- **Action item**:
I would like each line of the data that holds the word "AppConfig" copied out.

- **Study material**:
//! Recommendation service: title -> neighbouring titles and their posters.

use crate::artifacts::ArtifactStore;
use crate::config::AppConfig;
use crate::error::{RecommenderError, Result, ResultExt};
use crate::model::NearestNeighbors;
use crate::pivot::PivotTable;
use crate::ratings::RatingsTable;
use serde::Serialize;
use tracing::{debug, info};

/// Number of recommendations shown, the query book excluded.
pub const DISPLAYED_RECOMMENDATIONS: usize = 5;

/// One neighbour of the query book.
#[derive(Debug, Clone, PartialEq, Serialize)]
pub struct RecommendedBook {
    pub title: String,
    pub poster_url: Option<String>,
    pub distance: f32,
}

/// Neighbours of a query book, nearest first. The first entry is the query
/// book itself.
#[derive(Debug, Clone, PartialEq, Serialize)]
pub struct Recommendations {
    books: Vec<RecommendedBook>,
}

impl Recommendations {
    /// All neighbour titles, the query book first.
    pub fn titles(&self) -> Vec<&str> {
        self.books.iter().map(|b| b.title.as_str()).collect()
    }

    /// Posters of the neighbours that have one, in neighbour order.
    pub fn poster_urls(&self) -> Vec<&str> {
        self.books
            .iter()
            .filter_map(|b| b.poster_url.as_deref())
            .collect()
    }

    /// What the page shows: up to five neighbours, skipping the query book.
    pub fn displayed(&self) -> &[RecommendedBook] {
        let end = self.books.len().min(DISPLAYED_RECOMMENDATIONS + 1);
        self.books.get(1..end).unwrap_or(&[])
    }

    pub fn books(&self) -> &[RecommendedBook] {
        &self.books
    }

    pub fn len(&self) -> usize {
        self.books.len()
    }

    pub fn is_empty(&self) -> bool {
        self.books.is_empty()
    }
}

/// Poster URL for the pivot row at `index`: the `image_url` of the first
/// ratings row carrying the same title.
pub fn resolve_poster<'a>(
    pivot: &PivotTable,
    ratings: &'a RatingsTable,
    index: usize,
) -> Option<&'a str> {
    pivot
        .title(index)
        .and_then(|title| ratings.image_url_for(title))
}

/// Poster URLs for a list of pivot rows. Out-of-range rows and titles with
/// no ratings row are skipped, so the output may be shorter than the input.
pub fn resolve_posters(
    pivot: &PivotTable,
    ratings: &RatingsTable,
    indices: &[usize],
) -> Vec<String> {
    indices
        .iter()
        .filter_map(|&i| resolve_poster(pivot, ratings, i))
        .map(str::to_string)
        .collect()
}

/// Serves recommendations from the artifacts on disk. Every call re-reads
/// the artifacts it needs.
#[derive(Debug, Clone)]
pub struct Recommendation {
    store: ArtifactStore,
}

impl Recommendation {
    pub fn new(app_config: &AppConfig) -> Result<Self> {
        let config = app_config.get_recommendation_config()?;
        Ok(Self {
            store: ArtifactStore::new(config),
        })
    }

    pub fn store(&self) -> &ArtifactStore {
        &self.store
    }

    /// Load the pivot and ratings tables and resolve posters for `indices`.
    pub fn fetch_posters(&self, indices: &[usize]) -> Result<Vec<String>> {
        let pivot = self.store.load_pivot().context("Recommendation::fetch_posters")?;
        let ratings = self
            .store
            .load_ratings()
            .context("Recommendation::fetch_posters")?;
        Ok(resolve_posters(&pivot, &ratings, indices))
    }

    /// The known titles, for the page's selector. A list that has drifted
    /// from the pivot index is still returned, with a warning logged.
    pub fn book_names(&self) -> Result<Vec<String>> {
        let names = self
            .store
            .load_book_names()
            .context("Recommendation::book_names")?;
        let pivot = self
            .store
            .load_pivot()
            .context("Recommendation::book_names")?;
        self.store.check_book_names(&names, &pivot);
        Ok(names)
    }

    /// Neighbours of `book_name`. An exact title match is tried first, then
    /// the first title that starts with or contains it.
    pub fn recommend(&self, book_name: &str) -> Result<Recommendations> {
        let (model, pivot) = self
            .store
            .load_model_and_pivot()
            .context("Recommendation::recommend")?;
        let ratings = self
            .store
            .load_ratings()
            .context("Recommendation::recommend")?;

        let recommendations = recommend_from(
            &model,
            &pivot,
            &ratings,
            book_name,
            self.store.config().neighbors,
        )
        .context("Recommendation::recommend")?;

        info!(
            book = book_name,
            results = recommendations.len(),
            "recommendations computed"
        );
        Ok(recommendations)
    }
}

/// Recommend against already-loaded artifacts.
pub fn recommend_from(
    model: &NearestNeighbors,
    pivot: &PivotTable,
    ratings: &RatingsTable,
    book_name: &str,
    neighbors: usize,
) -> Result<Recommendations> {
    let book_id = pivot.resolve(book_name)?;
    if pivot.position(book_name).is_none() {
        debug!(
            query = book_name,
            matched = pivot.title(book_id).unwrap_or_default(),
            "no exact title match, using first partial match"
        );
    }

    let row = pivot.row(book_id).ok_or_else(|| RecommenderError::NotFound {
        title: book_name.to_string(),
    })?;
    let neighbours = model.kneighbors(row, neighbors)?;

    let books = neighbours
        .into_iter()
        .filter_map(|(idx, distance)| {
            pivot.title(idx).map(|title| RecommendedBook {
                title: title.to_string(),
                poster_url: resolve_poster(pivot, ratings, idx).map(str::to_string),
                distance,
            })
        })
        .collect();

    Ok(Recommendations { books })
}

- **Task result**:
use crate::config::AppConfig;
    pub fn new(app_config: &AppConfig) -> Result<Self> {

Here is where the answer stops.